# verizon blocking certain websites?



## vikx (Mar 4, 2006)

Hi, Wondering if anyone out there has my problem. I am happy enough with my dsl service overall, but when I try to access T-Mobile website, both laptops slow up, refuse to fully load and the screen finally comes up blank. Obviously not my computer. I'm suspicious verizon is blocking this site since they are also in the cell phone business....have a westell 6100 with a linksys router. Have read a little in other forums about verizon users unable to access their own websites and "pinging" their computers??? which I don't understand. This is very annoying. I've contacted verizon and ''Gregg" checked my Hp out (took over the computer and messed my settings up). His answer was that my browser was working properly and email this other verizon address. Never heard from them. Any help will be appreciated.


----------



## JamesO (Mar 30, 2005)

I doubt Verizon is blocking the site for any reason. When sites get "blocked" it is usually a DNS problem of some sort.

Here is what I think the problems are:
1. The T-Mobile initial web page has a lot of graphics and also uses Macromedia Flash as well. This will tax a slower DSL line with the download of all this information.
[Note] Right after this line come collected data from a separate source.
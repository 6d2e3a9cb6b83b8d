use std::sync::Arc;

use async_trait::async_trait;
use percent_encoding::{utf8_percent_encode, AsciiSet, NON_ALPHANUMERIC};
use tracing::{debug, warn};

use crate::AppState;

/// Characters left as-is in a page slug besides ASCII alphanumerics.
const SLUG_SAFE: &AsciiSet = &NON_ALPHANUMERIC
    .remove(b'_')
    .remove(b'.')
    .remove(b'-')
    .remove(b'~')
    .remove(b':')
    .remove(b'(')
    .remove(b')')
    .remove(b'!');

/// Wiki page URL for a skill display name: spaces become `_`, everything
/// outside the slug-safe set is percent-encoded.
pub fn skill_page_url(wiki_base_url: &str, name: &str) -> String {
    let slug = name.replace(' ', "_");
    format!(
        "{}/{}",
        wiki_base_url.trim_end_matches('/'),
        utf8_percent_encode(&slug, SLUG_SAFE)
    )
}

/// Supplier of raw page markup for a skill.
///
/// `None` means the page is unavailable; callers must degrade to absent facts.
#[async_trait]
pub trait PageSource: Send + Sync {
    fn page_url(&self, name: &str) -> String;
    async fn fetch_page(&self, name: &str) -> Option<String>;
}

pub struct WikiPageClient {
    client: reqwest::Client,
    wiki_base_url: String,
}

impl WikiPageClient {
    pub fn new(state: &Arc<AppState>) -> Self {
        Self {
            client: state.http_client.clone(),
            wiki_base_url: state.config.resolve_wiki_base_url(),
        }
    }
}

#[async_trait]
impl PageSource for WikiPageClient {
    fn page_url(&self, name: &str) -> String {
        skill_page_url(&self.wiki_base_url, name)
    }

    async fn fetch_page(&self, name: &str) -> Option<String> {
        let url = self.page_url(name);
        let response = match self.client.get(&url).send().await {
            Ok(r) => r,
            Err(e) => {
                warn!("page fetch failed for '{}' ({}): {}", name, url, e);
                return None;
            }
        };

        let status = response.status();
        if status != reqwest::StatusCode::OK {
            debug!("page for '{}' unavailable: HTTP {}", name, status.as_u16());
            return None;
        }

        match response.text().await {
            Ok(body) if !body.is_empty() => Some(body),
            Ok(_) => None,
            Err(e) => {
                warn!("failed to read page body for '{}': {}", name, e);
                None
            }
        }
    }
}

#[cfg(test)]
mod tests {
    use super::*;

    const BASE: &str = "https://en.gw2skills.net/wiki";

    #[test]
    fn slug_keeps_wiki_punctuation() {
        assert_eq!(
            skill_page_url(BASE, "Dual Orbits: Air and Earth"),
            "https://en.gw2skills.net/wiki/Dual_Orbits:_Air_and_Earth"
        );
        assert_eq!(
            skill_page_url(BASE, "\"Rise!\""),
            "https://en.gw2skills.net/wiki/%22Rise!%22"
        );
        assert_eq!(
            skill_page_url(BASE, "Reaper's Shroud"),
            "https://en.gw2skills.net/wiki/Reaper%27s_Shroud"
        );
        assert_eq!(
            skill_page_url(&format!("{BASE}/"), "\"Flash-Freeze!\""),
            "https://en.gw2skills.net/wiki/%22Flash-Freeze!%22"
        );
    }

    #[test]
    fn non_ascii_is_utf8_encoded() {
        assert_eq!(skill_page_url(BASE, "Épée"), "https://en.gw2skills.net/wiki/%C3%89p%C3%A9e");
    }
}
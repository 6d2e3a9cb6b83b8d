use super::rules::{RuleCategory, RuleTier, DURATION, EXTRACTION_RULES, INVULN_ANY, INVULN_STRIKE, RECHARGE};
use super::segment::ModeBlocks;

/// Drops lines that describe a boon rather than the skill itself.
///
/// Pages such as Signet of Judgment list the Protection/Resolution boon facts
/// next to the skill's own passive, which would otherwise be picked up as the
/// skill's reduction.
#[derive(Debug, Clone)]
pub struct BoonFilter {
    prefixes: Vec<String>,
}

impl Default for BoonFilter {
    fn default() -> Self {
        Self::new(vec!["protection".to_string(), "resolution".to_string()])
    }
}

impl BoonFilter {
    pub fn new(prefixes: Vec<String>) -> Self {
        Self {
            prefixes: prefixes
                .into_iter()
                .map(|p| p.to_lowercase())
                .filter(|p| !p.is_empty())
                .collect(),
        }
    }

    pub fn is_boon_line(&self, line: &str) -> bool {
        let lower = line.to_lowercase();
        self.prefixes.iter().any(|p| lower.starts_with(p.as_str()))
    }

    /// `text` without its boon lines, re-joined with `\n`.
    pub fn apply(&self, text: &str) -> String {
        text.lines()
            .filter(|line| !self.is_boon_line(line))
            .collect::<Vec<_>>()
            .join("\n")
    }
}

/// Raw facts pulled out of one page, before classification.
#[derive(Debug, Clone, Default, PartialEq)]
pub struct Extraction {
    pub dmg_candidates: Vec<i64>,
    pub cond_candidates: Vec<i64>,
    pub invuln_strike: bool,
    pub invuln_any: bool,
    pub duration_s: Option<f64>,
    pub cooldown_s: Option<u32>,
}

/// Applies the rule table to page text.
#[derive(Debug, Clone, Default)]
pub struct FactExtractor {
    boon_filter: BoonFilter,
}

impl FactExtractor {
    pub fn new(boon_filter: BoonFilter) -> Self {
        Self { boon_filter }
    }

    /// Percentages are read from the WvW block when it has content, otherwise
    /// from the whole page; invulnerability always from the unfiltered page.
    pub fn extract(&self, blocks: &ModeBlocks) -> Extraction {
        let primary = blocks.wvw_text().unwrap_or(blocks.all.as_str());
        let (dmg_candidates, cond_candidates) = self.percentages(primary, None);

        Extraction {
            dmg_candidates,
            cond_candidates,
            invuln_strike: INVULN_STRIKE.is_match(&blocks.all),
            invuln_any: INVULN_ANY.is_match(&blocks.all),
            duration_s: first_duration(primary),
            cooldown_s: first_recharge(primary),
        }
    }

    /// Damage and condition pools for `text` after boon filtering. `tier`
    /// restricts the rules applied; `None` applies every rule.
    pub fn percentages(&self, text: &str, tier: Option<RuleTier>) -> (Vec<i64>, Vec<i64>) {
        let filtered = self.boon_filter.apply(text);
        let mut dmg = Vec::new();
        let mut cond = Vec::new();

        for rule in EXTRACTION_RULES
            .iter()
            .filter(|r| tier.map_or(true, |t| r.tier == t))
        {
            let pool = match rule.category {
                RuleCategory::Damage => &mut dmg,
                RuleCategory::Condition => &mut cond,
            };
            pool.extend(rule.percentages(&filtered));
        }

        (dmg, cond)
    }
}

fn first_duration(text: &str) -> Option<f64> {
    DURATION
        .captures(text)
        .and_then(|caps| caps.get(1))
        .and_then(|m| m.as_str().parse().ok())
}

fn first_recharge(text: &str) -> Option<u32> {
    RECHARGE
        .captures(text)
        .and_then(|caps| caps.get(1))
        .and_then(|m| m.as_str().parse().ok())
}

/// Largest-magnitude candidate within [-100, 100], returned as a magnitude.
/// On equal magnitude the earlier candidate wins.
pub fn pick_best(candidates: &[i64]) -> Option<u8> {
    let mut best: Option<i64> = None;
    for &v in candidates.iter().filter(|v| (-100..=100).contains(*v)) {
        if best.map_or(true, |b| v.abs() > b.abs()) {
            best = Some(v);
        }
    }
    best.map(|b| b.unsigned_abs() as u8)
}
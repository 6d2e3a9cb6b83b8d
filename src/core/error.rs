use thiserror::Error;

/// Failures the library surfaces to the caller.
///
/// Only `CatalogStatus`/`Http`/`Decode` coming out of the catalog client are
/// meant to abort a run; page-level problems are degraded to "unavailable"
/// before they ever become a `ScoutError`.
#[derive(Debug, Error)]
pub enum ScoutError {
    #[error("skills API failed: {status} {body}")]
    CatalogStatus { status: u16, body: String },

    #[error("http request failed: {0}")]
    Http(#[from] reqwest::Error),

    #[error("invalid response payload: {0}")]
    Decode(#[from] serde_json::Error),

    #[error("invalid url: {0}")]
    Url(#[from] url::ParseError),

    #[error("config error: {0}")]
    Config(String),

    #[error("export failed: {0}")]
    Export(#[from] csv::Error),

    #[error(transparent)]
    Io(#[from] std::io::Error),
}

impl ScoutError {
    /// Build a `CatalogStatus`, keeping at most 200 chars of the response body.
    pub fn catalog_status(status: u16, body: &str) -> Self {
        ScoutError::CatalogStatus {
            status,
            body: body.chars().take(200).collect(),
        }
    }
}

pub type ScoutResult<T> = std::result::Result<T, ScoutError>;
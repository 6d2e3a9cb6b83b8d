use serde::{Deserialize, Serialize};

/// One `{name, id}` pair from the bulk skills catalog.
#[derive(Debug, Clone, PartialEq, Eq, Serialize, Deserialize)]
pub struct CatalogEntry {
    pub name: String,
    pub id: u64,
}

/// Raw skill object as returned by `/v2/skills?ids=all`.
/// Only the two fields we index are kept; everything else is ignored.
#[derive(Debug, Deserialize)]
pub struct ApiSkill {
    #[serde(default)]
    pub name: Option<String>,
    #[serde(default)]
    pub id: Option<u64>,
}

impl ApiSkill {
    /// Entries with a missing/empty name or a zero id are not indexable.
    pub fn into_entry(self) -> Option<CatalogEntry> {
        let name = self.name.filter(|n| !n.is_empty())?;
        let id = self.id.filter(|id| *id != 0)?;
        Some(CatalogEntry { name, id })
    }
}

#[derive(Debug, Clone, Copy, PartialEq, Eq, Hash, Serialize, Deserialize)]
#[serde(rename_all = "snake_case")]
pub enum GameMode {
    Pve,
    Pvp,
    Wvw,
}

impl GameMode {
    pub const ALL: [GameMode; 3] = [GameMode::Pve, GameMode::Pvp, GameMode::Wvw];

    pub fn as_str(&self) -> &'static str {
        match self {
            GameMode::Pve => "pve",
            GameMode::Pvp => "pvp",
            GameMode::Wvw => "wvw",
        }
    }
}

/// Which kind of incoming damage a mitigation applies to.
#[derive(Debug, Clone, Copy, PartialEq, Eq, Serialize, Deserialize)]
#[serde(rename_all = "snake_case")]
pub enum Scope {
    All,
    CondOnly,
    StrikeOnly,
    Unknown,
}

impl Scope {
    pub fn as_str(&self) -> &'static str {
        match self {
            Scope::All => "all",
            Scope::CondOnly => "cond_only",
            Scope::StrikeOnly => "strike_only",
            Scope::Unknown => "unknown",
        }
    }
}

#[derive(Debug, Clone, Copy, PartialEq, Eq, Serialize, Deserialize)]
#[serde(rename_all = "snake_case")]
pub enum MechanicType {
    PctReduction,
    Invuln,
    Other,
}

impl MechanicType {
    pub fn as_str(&self) -> &'static str {
        match self {
            MechanicType::PctReduction => "pct_reduction",
            MechanicType::Invuln => "invuln",
            MechanicType::Other => "other",
        }
    }
}

/// Mitigation facts derived from a single page.
///
/// The invulnerability flags are `None` only when the page itself was
/// unavailable; a fetched page always yields `Some(_)` for both.
#[derive(Debug, Clone, PartialEq, Serialize, Deserialize)]
pub struct FactRecord {
    pub incoming_damage_reduction_pct: Option<u8>,
    pub incoming_condition_damage_reduction_pct: Option<u8>,
    pub scope: Scope,
    pub mechanic_type: MechanicType,
    pub invuln_detected: Option<bool>,
    pub invuln_strike_only: Option<bool>,
    pub duration_s: Option<f64>,
    pub cooldown_s: Option<u32>,
}

impl FactRecord {
    /// Record for a page that could not be fetched: every fact absent.
    pub fn unavailable() -> Self {
        Self {
            incoming_damage_reduction_pct: None,
            incoming_condition_damage_reduction_pct: None,
            scope: Scope::Unknown,
            mechanic_type: MechanicType::Other,
            invuln_detected: None,
            invuln_strike_only: None,
            duration_s: None,
            cooldown_s: None,
        }
    }
}

impl Default for FactRecord {
    fn default() -> Self {
        Self::unavailable()
    }
}

/// One output row; field order is the CSV column order.
#[derive(Debug, Clone, PartialEq, Serialize)]
pub struct SkillRow {
    pub name: String,
    pub api_skill_id: Option<u64>,
    pub wvw_incoming_damage_reduction_pct: Option<u8>,
    pub wvw_incoming_condition_damage_reduction_pct: Option<u8>,
    pub scope: Scope,
    pub mechanic_type: MechanicType,
    pub invuln_detected: Option<bool>,
    pub invuln_strike_only: Option<bool>,
    pub wvw_duration_s_guess: Option<f64>,
    pub wvw_cooldown_s_guess: Option<u32>,
    pub gw2skills_url: String,
}

impl SkillRow {
    pub fn new(name: &str, api_skill_id: Option<u64>, facts: FactRecord, url: String) -> Self {
        Self {
            name: name.to_string(),
            api_skill_id,
            wvw_incoming_damage_reduction_pct: facts.incoming_damage_reduction_pct,
            wvw_incoming_condition_damage_reduction_pct: facts
                .incoming_condition_damage_reduction_pct,
            scope: facts.scope,
            mechanic_type: facts.mechanic_type,
            invuln_detected: facts.invuln_detected,
            invuln_strike_only: facts.invuln_strike_only,
            wvw_duration_s_guess: facts.duration_s,
            wvw_cooldown_s_guess: facts.cooldown_s,
            gw2skills_url: url,
        }
    }
}

/// Summary of a completed run.
#[derive(Debug, Clone, Default)]
pub struct RunReport {
    pub rows: Vec<SkillRow>,
    pub unresolved: Vec<String>,
}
2. Not sure where you are located, but it appears that T-Mobile does not cache locally. It appears the site may be located in Tacoma, Washington. My response times are 100 ms to this site, but I am located on the East coast.

3. If you have any errors on your DSL link, it may be running slower than normal and will cause web pages to load very slowly. Extended pings to your first gateway hop can help determine if this is a problem.

4. You mentioned laptops. If your laptops have the Intel PRO 2100/2200 wireless cards in them, you may need to update your drivers. Intel has a lot of problems with their earlier drivers causing slow response and disconnects for these wireless cards.

5. Your computer may not have enough RAM. Would suggest a minimum of 512 MB for Windows XP.

Try pinging www.t-mobile.com and running a trace route to the site. 

If you can ping the site, Verizon is not blocking it with DNS. See what your response times are a well.

Start, Run, type cmd then enter, type tracert www.t-mobile.com > C:\trace.txt, then enter.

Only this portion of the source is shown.